By Jon Scheve, Superior Feed Ingredients, LLC
There are several reasons why someone could be bullish or bearish today. Understanding marketplace variables that could affect prices can be helpful when developing a grain marketing strategies. Following are some recent variables that could potentially impact the market.
Reasons to be bullish
- Parts of the Corn Belt are a little too dry and others are a little too wet.
- Sorghum appears to have been removed from China’s no trade list.
- There are rumors China will be buying more ag products from the U.S. Many think it will be corn, DDG, and ethanol.
- Wheat prices have been increasing.
- Globally, and especially Brazil, corn growing areas outside of the US are dry.
- Potential ethanol sales to China, as part of recent trade talks, could encourage more corn usage.
- Corn trendline yields would mean the lowest carryout in several years.
- Weather forecasts indicate a hot and dry June.
Reasons to be bearish
- Planting pace is nearly perfect, which may mean more corn acres.

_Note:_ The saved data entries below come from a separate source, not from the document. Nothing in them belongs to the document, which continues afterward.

//
//  gitlab-client
//  cli/auth.rs
//
//  Created by Ngonidzashe Mangudya on 2026/01/12.
//  Copyright (c) 2025 IAMNGONI. All rights reserved.
//

//! Authentication commands.
//!
//! `gl auth url` prints the OAuth authorize URL for the configured
//! application, `gl auth token` exchanges a code (or the saved refresh
//! token) and saves the result, and `gl auth status` checks the active
//! credential against `GET /user`.

use anyhow::{bail, Context, Result};
use clap::{Args, Subcommand};
use serde::Serialize;

use crate::api::common::Error;
use crate::api::GitlabClient;
use crate::auth::{authorize_url, Credential, TokenRequest, TokenType};
use crate::config::{Config, ResolvedHost};
use crate::output::{print_field, print_header, TableOutput};

use super::GlobalOptions;

#[derive(Args, Debug)]
pub struct AuthCommand {
    #[command(subcommand)]
    pub command: AuthSubcommand,
}

#[derive(Subcommand, Debug)]
pub enum AuthSubcommand {
    /// Print the OAuth authorization URL
    Url(UrlArgs),

    /// Exchange an authorization code or refresh the saved token
    Token(TokenArgs),

    /// Check the active credential
    Status,
}

#[derive(Args, Debug)]
pub struct UrlArgs {
    /// Space-separated OAuth scopes
    #[arg(long, default_value = "api")]
    pub scope: String,

    /// Open the URL in the browser
    #[arg(long, short)]
    pub web: bool,
}

#[derive(Args, Debug)]
pub struct TokenArgs {
    /// Authorization code from the redirect
    #[arg(long, conflicts_with = "refresh")]
    pub code: Option<String>,

    /// Use the saved refresh token
    #[arg(long)]
    pub refresh: bool,
}

#[derive(Debug, Serialize)]
struct AuthStatus {
    host: String,
    endpoint: String,
    credential: Option<&'static str>,
    username: Option<String>,
    error: Option<String>,
}

impl TableOutput for AuthStatus {
    fn print_table(&self, color: bool) {
        print_header(&self.host);
        print_field("Endpoint", &self.endpoint, color);
        print_field("Credential", self.credential.unwrap_or("none"), color);
        match (&self.username, &self.error) {
            (Some(username), _) => print_field("Logged in as", username, color),
            (None, Some(error)) => print_field("Status", error, color),
            (None, None) => print_field("Status", "Not logged in", color),
        }
    }
}

impl AuthCommand {
    pub async fn run(&self, global: &GlobalOptions) -> Result<()> {
        match &self.command {
            AuthSubcommand::Url(args) => url(args, global),
            AuthSubcommand::Token(args) => token(args, global).await,
            AuthSubcommand::Status => status(global).await,
        }
    }
}

/// The configured OAuth application for `host`, ignoring any token.
fn application(host: &ResolvedHost) -> Result<(String, String, String)> {
    let config = &host.config;
    match (&config.client_id, &config.client_secret, &config.redirect_uri) {
        (Some(id), Some(secret), Some(redirect)) => {
            Ok((id.clone(), secret.clone(), redirect.clone()))
        }
        _ => bail!(
            "No OAuth application configured for {}. Set client_id, client_secret and redirect_uri in {}",
            host.name,
            Config::config_path()?.display()
        ),
    }
}

fn url(args: &UrlArgs, global: &GlobalOptions) -> Result<()> {
    let host = global.resolve_host()?;
    let (client_id, _, redirect_uri) = application(&host)?;
    let url = authorize_url(&host.endpoint(), &client_id, &redirect_uri, &args.scope)?;

    println!("{url}");
    if args.web {
        webbrowser::open(url.as_str()).context("Failed to open browser")?;
    }
    Ok(())
}

async fn token(args: &TokenArgs, global: &GlobalOptions) -> Result<()> {
    let mut config = Config::load()?;
    let host = config.resolve(global.host.as_deref(), None);
    let (client_id, client_secret, redirect_uri) = application(&host)?;

    let request = match (&args.code, args.refresh) {
        (Some(code), _) => TokenRequest::with_code(code),
        (None, true) => match &host.config.refresh_token {
            Some(refresh_token) => TokenRequest::with_refresh_token(refresh_token),
            None => bail!("No refresh token saved for {}. Run 'gl auth token --code <CODE>'", host.name),
        },
        (None, false) => bail!("Pass --code <CODE> or --refresh"),
    };

    let credential =
        Credential::authorization_code(host.endpoint(), client_id, client_secret, redirect_uri);
    let client = GitlabClient::new(Some(credential), host.client_options(global.debug))?;
    let grant = client.oauth().access_token(&request).await?;
    let Some(access_token) = grant.token() else {
        bail!("The server did not issue a token");
    };

    let entry = config.host_config_mut(&host.name);
    entry.token = Some(access_token.access_token.clone());
    entry.token_type = TokenType::Bearer;
    if let Some(refresh_token) = &access_token.refresh_token {
        entry.refresh_token = Some(refresh_token.clone());
    }
    config.save()?;

    global
        .output()
        .write_success(&format!("Token saved for {}", host.name));
    Ok(())
}

async fn status(global: &GlobalOptions) -> Result<()> {
    let host = global.resolve_host()?;
    let credential = host.credential();
    let mut status = AuthStatus {
        host: host.name.clone(),
        endpoint: host.endpoint(),
        credential: credential.as_ref().map(Credential::kind),
        username: None,
        error: None,
    };

    if credential.is_some() {
        let client = super::client_for(&host, global.debug)?;
        match client.users().current().await {
            Ok(user) => status.username = Some(user.username),
            Err(e) => status.error = Some(e.to_string()),
        }
    }

    global.output().write(&status)?;
    if status.username.is_none() {
        return Err(Error::Auth(format!("Not logged in to {}", status.host)).into());
    }
    Ok(())
}
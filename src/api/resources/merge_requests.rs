//
//  gitlab-client
//  api/resources/merge_requests.rs
//
//  Created by Ngonidzashe Mangudya on 2026/01/12.
//  Copyright (c) 2025 IAMNGONI. All rights reserved.
//

//! Merge requests API
//!
//! - `POST /projects/:id/merge_requests`
//! - `PUT /projects/:id/merge_requests/:iid/merge`

use chrono::{DateTime, Utc};
use serde::{Deserialize, Serialize};

use super::{path_segment, BasicUser, PipelineInfo};
use crate::api::client::GitlabClient;
use crate::api::common::{json_body_options, Result};

/// A merge request.
#[derive(Debug, Clone, Default, PartialEq, Serialize, Deserialize)]
#[serde(default)]
pub struct MergeRequest {
    pub id: u64,
    pub iid: u64,
    pub project_id: u64,
    pub title: String,
    pub description: Option<String>,
    pub state: String,
    pub source_branch: String,
    pub target_branch: String,
    pub source_project_id: u64,
    pub target_project_id: u64,
    pub labels: Vec<String>,
    pub draft: bool,
    pub author: Option<BasicUser>,
    pub assignees: Vec<BasicUser>,
    pub reviewers: Vec<BasicUser>,
    pub merged_by: Option<BasicUser>,
    pub merged_at: Option<DateTime<Utc>>,
    pub closed_at: Option<DateTime<Utc>>,
    pub created_at: Option<DateTime<Utc>>,
    pub updated_at: Option<DateTime<Utc>>,
    pub detailed_merge_status: String,
    pub merge_when_pipeline_succeeds: bool,
    pub sha: Option<String>,
    pub merge_commit_sha: Option<String>,
    pub squash_commit_sha: Option<String>,
    pub squash: bool,
    pub should_remove_source_branch: Option<bool>,
    pub force_remove_source_branch: Option<bool>,
    pub has_conflicts: bool,
    pub pipeline: Option<PipelineInfo>,
    pub reference: String,
    pub web_url: String,
}

/// Body for [`MergeRequests::create`].
#[derive(Debug, Clone, Default, PartialEq, Eq, Serialize)]
pub struct CreateMergeRequestOptions {
    pub title: String,
    pub source_branch: String,
    pub target_branch: String,
    #[serde(skip_serializing_if = "Option::is_none")]
    pub description: Option<String>,
    /// Comma-separated label names.
    #[serde(skip_serializing_if = "Option::is_none")]
    pub labels: Option<String>,
    #[serde(skip_serializing_if = "Option::is_none")]
    pub assignee_id: Option<u64>,
    #[serde(skip_serializing_if = "Vec::is_empty")]
    pub assignee_ids: Vec<u64>,
    #[serde(skip_serializing_if = "Vec::is_empty")]
    pub reviewer_ids: Vec<u64>,
    #[serde(skip_serializing_if = "Option::is_none")]
    pub target_project_id: Option<u64>,
    #[serde(skip_serializing_if = "Option::is_none")]
    pub milestone_id: Option<u64>,
    #[serde(skip_serializing_if = "Option::is_none")]
    pub remove_source_branch: Option<bool>,
    #[serde(skip_serializing_if = "Option::is_none")]
    pub squash: Option<bool>,
    #[serde(skip_serializing_if = "Option::is_none")]
    pub allow_collaboration: Option<bool>,
}

impl CreateMergeRequestOptions {
    pub fn new(
        source_branch: impl Into<String>,
        target_branch: impl Into<String>,
        title: impl Into<String>,
    ) -> Self {
        Self {
            title: title.into(),
            source_branch: source_branch.into(),
            target_branch: target_branch.into(),
            ..Self::default()
        }
    }
}

/// Body for [`MergeRequests::accept`].
#[derive(Debug, Clone, Default, PartialEq, Eq, Serialize)]
pub struct AcceptMergeRequestOptions {
    #[serde(skip_serializing_if = "Option::is_none")]
    pub merge_commit_message: Option<String>,
    #[serde(skip_serializing_if = "Option::is_none")]
    pub squash_commit_message: Option<String>,
    #[serde(skip_serializing_if = "Option::is_none")]
    pub squash: Option<bool>,
    #[serde(skip_serializing_if = "Option::is_none")]
    pub should_remove_source_branch: Option<bool>,
    #[serde(skip_serializing_if = "Option::is_none")]
    pub merge_when_pipeline_succeeds: Option<bool>,
    /// Merge only if the source branch head still matches this SHA.
    #[serde(skip_serializing_if = "Option::is_none")]
    pub sha: Option<String>,
}

json_body_options!(CreateMergeRequestOptions, AcceptMergeRequestOptions);

/// Merge request operations.
pub struct MergeRequests<'a> {
    client: &'a GitlabClient,
}

impl<'a> MergeRequests<'a> {
    pub(crate) fn new(client: &'a GitlabClient) -> Self {
        Self { client }
    }

    /// Opens a merge request.
    pub async fn create(
        &self,
        project: &str,
        options: &CreateMergeRequestOptions,
    ) -> Result<MergeRequest> {
        let path = format!("projects/{}/merge_requests", path_segment(project));
        self.client.post(&path, options).await
    }

    /// Merges a merge request.
    pub async fn accept(
        &self,
        project: &str,
        iid: u64,
        options: &AcceptMergeRequestOptions,
    ) -> Result<MergeRequest> {
        let path = format!("projects/{}/merge_requests/{}/merge", path_segment(project), iid);
        self.client.put(&path, options).await
    }
}

#[cfg(test)]
mod tests {
    use super::*;
    use crate::api::client::ClientOptions;
    use crate::auth::{Credential, TokenType};
    use mockito::{Matcher, Server};
    use serde_json::json;

    fn client(server: &Server) -> GitlabClient {
        GitlabClient::new(
            Some(Credential::static_token(server.url(), TokenType::Private, "t")),
            ClientOptions::default(),
        )
        .unwrap()
    }

    #[tokio::test]
    async fn test_create_sends_only_set_fields() {
        let mut server = Server::new_async().await;
        let mock = server
            .mock("POST", "/api/v4/projects/4/merge_requests")
            .match_body(Matcher::Json(json!({
                "title": "Add login",
                "source_branch": "feature/login",
                "target_branch": "main",
                "labels": "auth,ui",
                "remove_source_branch": true
            })))
            .with_status(201)
            .with_body(
                r#"{"id": 84, "iid": 1, "project_id": 4, "title": "Add login", "state": "opened",
                    "source_branch": "feature/login", "target_branch": "main",
                    "labels": ["auth", "ui"], "author": {"id": 1, "username": "admin"}}"#,
            )
            .create_async()
            .await;

        let options = CreateMergeRequestOptions {
            labels: Some("auth,ui".to_string()),
            remove_source_branch: Some(true),
            ..CreateMergeRequestOptions::new("feature/login", "main", "Add login")
        };
        let mr = client(&server)
            .merge_requests()
            .create("4", &options)
            .await
            .unwrap();

        assert_eq!(mr.iid, 1);
        assert_eq!(mr.labels, vec!["auth", "ui"]);
        assert_eq!(mr.author.unwrap().username, "admin");
        mock.assert_async().await;
    }

    #[tokio::test]
    async fn test_accept_conflict_message() {
        let mut server = Server::new_async().await;
        server
            .mock("PUT", "/api/v4/projects/4/merge_requests/1/merge")
            .with_status(409)
            .with_body(r#"{"message":"SHA does not match HEAD of source branch"}"#)
            .create_async()
            .await;

        let err = client(&server)
            .merge_requests()
            .accept(
                "4",
                1,
                &AcceptMergeRequestOptions {
                    sha: Some("deadbeef".to_string()),
                    ..Default::default()
                },
            )
            .await
            .unwrap_err();

        assert_eq!(err.status(), Some(reqwest::StatusCode::CONFLICT));
        assert_eq!(err.to_string(), "SHA does not match HEAD of source branch");
    }
}
#[cfg(test)]
mod tests {
    use super::*;
    use crate::api::client::ClientOptions;
    use crate::api::common::RequestOptions;
    use crate::auth::{Credential, TokenType};
    use mockito::{Matcher, Server};
    use serde_json::json;

    const TOKEN_BODY: &str = r#"{
        "access_token": "de6780bc506a0446309bd9362820ba8aed28aa506c71eedbe1c5c4f9dd350e54",
        "token_type": "Bearer",
        "expires_in": 7200,
        "refresh_token": "8257e65c97202ed1726cf9571600918f3bffb2544b26e00a61df9897668c33a1",
        "scope": "api",
        "created_at": 1607635748
    }"#;

    fn client_for(credential: Credential) -> GitlabClient {
        GitlabClient::new(Some(credential), ClientOptions::default()).unwrap()
    }

    #[test]
    fn test_authorize_url_is_pure() {
        let url = authorize_url("https://gitlab.example.com/", "id", "urn:ietf:wg:oauth:2.0:oob", "api read_user").unwrap();
        assert_eq!(url.path(), "/oauth/authorize");
        let pairs: Vec<(String, String)> = url.query_pairs().into_owned().collect();
        assert_eq!(pairs[0], ("response_type".to_string(), "code".to_string()));
        assert_eq!(pairs[3], ("scope".to_string(), "api read_user".to_string()));
    }

    #[test]
    fn test_authorize_url_rejects_bad_endpoint() {
        assert!(matches!(
            authorize_url("not a url", "id", "cb", "api"),
            Err(Error::Config(_))
        ));
    }

    #[test]
    fn test_token_body_serialises_as_flat_object() {
        let body = TokenRequestBody::new("password")
            .field("username", "root")
            .field("password", "hunter2");
        assert_eq!(
            body.json_body().unwrap(),
            Some(json!({"grant_type": "password", "username": "root", "password": "hunter2"}))
        );
        assert!(!format!("{body:?}").contains("hunter2"));
    }

    #[tokio::test]
    async fn test_no_credential() {
        let client = GitlabClient::new(None, ClientOptions::default()).unwrap();
        let err = client.oauth().token().await.unwrap_err();
        assert!(matches!(err, Error::NoCredential));
    }

    #[tokio::test]
    async fn test_static_token_needs_no_exchange() {
        let client = client_for(Credential::static_token(
            "https://gitlab.example.com",
            TokenType::Private,
            "glpat-xxxx",
        ));
        assert_eq!(client.oauth().token().await.unwrap(), TokenGrant::NotRequired);
    }

    #[tokio::test]
    async fn test_password_grant_is_cached() {
        let mut server = Server::new_async().await;
        let mock = server
            .mock("POST", "/oauth/token")
            .match_body(Matcher::PartialJson(json!({
                "grant_type": "password",
                "username": "root",
                "password": "secret"
            })))
            .with_status(200)
            .with_header("content-type", "application/json")
            .with_body(TOKEN_BODY)
            .expect(1)
            .create_async()
            .await;

        let client = client_for(Credential::password(server.url(), "root", "secret"));

        let first = client.oauth().token().await.unwrap();
        let second = client.oauth().token().await.unwrap();

        assert_eq!(first, second);
        assert_eq!(first.token().unwrap().expires_in, Some(7200));
        mock.assert_async().await;
    }

    #[tokio::test]
    async fn test_authorization_code_exchange() {
        let mut server = Server::new_async().await;
        let mock = server
            .mock("POST", "/oauth/token")
            .match_body(Matcher::PartialJson(json!({
                "grant_type": "authorization_code",
                "code": "abc123",
                "client_id": "app",
                "client_secret": "shh",
                "redirect_uri": "http://localhost/cb"
            })))
            .with_status(200)
            .with_body(TOKEN_BODY)
            .create_async()
            .await;

        let client = client_for(Credential::authorization_code(
            server.url(),
            "app",
            "shh",
            "http://localhost/cb",
        ));

        let grant = client
            .oauth()
            .access_token(&TokenRequest::with_code("abc123"))
            .await
            .unwrap();

        assert!(grant.token().unwrap().refresh_token.is_some());
        mock.assert_async().await;
    }

    #[tokio::test]
    async fn test_expired_token_refreshes_with_cached_refresh_token() {
        let mut server = Server::new_async().await;
        let mock = server
            .mock("POST", "/oauth/token")
            .match_body(Matcher::PartialJson(json!({
                "grant_type": "refresh_token",
                "refresh_token": "cached-refresh"
            })))
            .with_status(200)
            .with_body(TOKEN_BODY)
            .create_async()
            .await;

        let client = client_for(Credential::authorization_code(server.url(), "app", "shh", "cb"));
        let mut stale = AccessToken::bearer("stale", Some(10));
        stale.refresh_token = Some("cached-refresh".to_string());
        client.tokens().store(stale);

        let grant = client.oauth().token().await.unwrap();
        assert_ne!(grant.token().unwrap().access_token, "stale");
        mock.assert_async().await;
    }

    #[tokio::test]
    async fn test_authorization_code_without_code_fails() {
        let client = client_for(Credential::authorization_code(
            "https://gitlab.example.com",
            "app",
            "shh",
            "cb",
        ));
        assert!(matches!(client.oauth().token().await, Err(Error::Auth(_))));
    }

    #[tokio::test]
    async fn test_invalid_grant_message() {
        let mut server = Server::new_async().await;
        server
            .mock("POST", "/oauth/token")
            .with_status(400)
            .with_body(r#"{"error":"invalid_grant","error_description":"bad code"}"#)
            .create_async()
            .await;

        let client = client_for(Credential::authorization_code(server.url(), "app", "shh", "cb"));
        let err = client
            .oauth()
            .access_token(&TokenRequest::with_code("nope"))
            .await
            .unwrap_err();

        assert_eq!(err.to_string(), "bad code");
        assert_eq!(err.status(), Some(reqwest::StatusCode::BAD_REQUEST));
        assert!(client.tokens().is_empty());
    }

    #[tokio::test]
    async fn test_explicit_refresh_token_bypasses_cache() {
        let mut server = Server::new_async().await;
        let mock = server
            .mock("POST", "/oauth/token")
            .match_body(Matcher::PartialJson(json!({
                "grant_type": "refresh_token",
                "refresh_token": "given"
            })))
            .with_status(200)
            .with_body(TOKEN_BODY)
            .create_async()
            .await;

        let client = client_for(Credential::authorization_code(server.url(), "app", "shh", "cb"));
        client.tokens().store(AccessToken::bearer("still-valid", Some(7200)));

        let grant = client
            .oauth()
            .access_token(&TokenRequest::with_refresh_token("given"))
            .await
            .unwrap();

        assert_ne!(grant.token().unwrap().access_token, "still-valid");
        mock.assert_async().await;
    }
}
//
//  gitlab-client
//  api/resources/tags.rs
//
//  Created by Ngonidzashe Mangudya on 2026/01/12.
//  Copyright (c) 2025 IAMNGONI. All rights reserved.
//

//! Repository tags API
//!
//! - `GET /projects/:id/repository/tags`

use chrono::{DateTime, Utc};
use serde::{Deserialize, Serialize};

use super::{path_segment, Commit};
use crate::api::client::GitlabClient;
use crate::api::common::{ListOptions, Query, Records, RequestOptions, Result};

/// A repository tag.
#[derive(Debug, Clone, Default, PartialEq, Serialize, Deserialize)]
#[serde(default)]
pub struct Tag {
    pub name: String,
    pub message: Option<String>,
    pub target: String,
    pub protected: bool,
    pub commit: Option<Commit>,
    pub release: Option<ReleaseNote>,
    pub created_at: Option<DateTime<Utc>>,
}

#[derive(Debug, Clone, Default, PartialEq, Eq, Serialize, Deserialize)]
#[serde(default)]
pub struct ReleaseNote {
    pub tag_name: String,
    pub description: String,
}

/// Filters for [`Tags::list`].
#[derive(Debug, Clone, Default)]
pub struct ListTagsOptions {
    pub list: ListOptions,
    pub search: Option<String>,
}

impl RequestOptions for ListTagsOptions {
    fn append_query(&self, query: &mut Query) {
        self.list.append_query(query);
        query.push_opt("search", self.search.as_deref());
    }
}

/// Tag operations.
pub struct Tags<'a> {
    client: &'a GitlabClient,
}

impl<'a> Tags<'a> {
    pub(crate) fn new(client: &'a GitlabClient) -> Self {
        Self { client }
    }

    /// Lists tags of a project.
    pub async fn list(&self, project: &str, options: &ListTagsOptions) -> Result<Records<Tag>> {
        let path = format!("projects/{}/repository/tags", path_segment(project));
        self.client.list(&path, &options.list, options).await
    }
}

- There are many trade unknowns involving NAFTA.
- There is no guarantee that China will actually buy all of the grain in the new trade agreement being discussed.
- Trade talks are constantly changing, so there is no guarantee of anything.
- The 2017 carryout is still sizable.
- July and August forecasts are indicating normal weather.
How biases can affect grain marketing plans
Over the summer social media will be flooded with crop pictures from farmers. Usually, the most extreme pictures (i.e. crops under stress) are shared more frequently, while healthy crop pictures are posted much less often. I think this stems, at least in part, from farmers’ natural market position. They want prices to go up and they look for any reason to justify why it should happen.
When I ask most farmers to predict their final average yield before harvest, they give me a very conservative estimate. I don’t know if they are protecting themselves from the worst, or just want to be surprised with positive results — probably a bit of both is what I suspect.
On the flip side, when I ask end users to estimate where they think prices will go, they usually say why prices are near the top and should start going lower. Rarely do they say prices will rally significantly from current levels. Since they need to buy grain daily, their estimates likely mirror their hopes, just like farmers on the other side.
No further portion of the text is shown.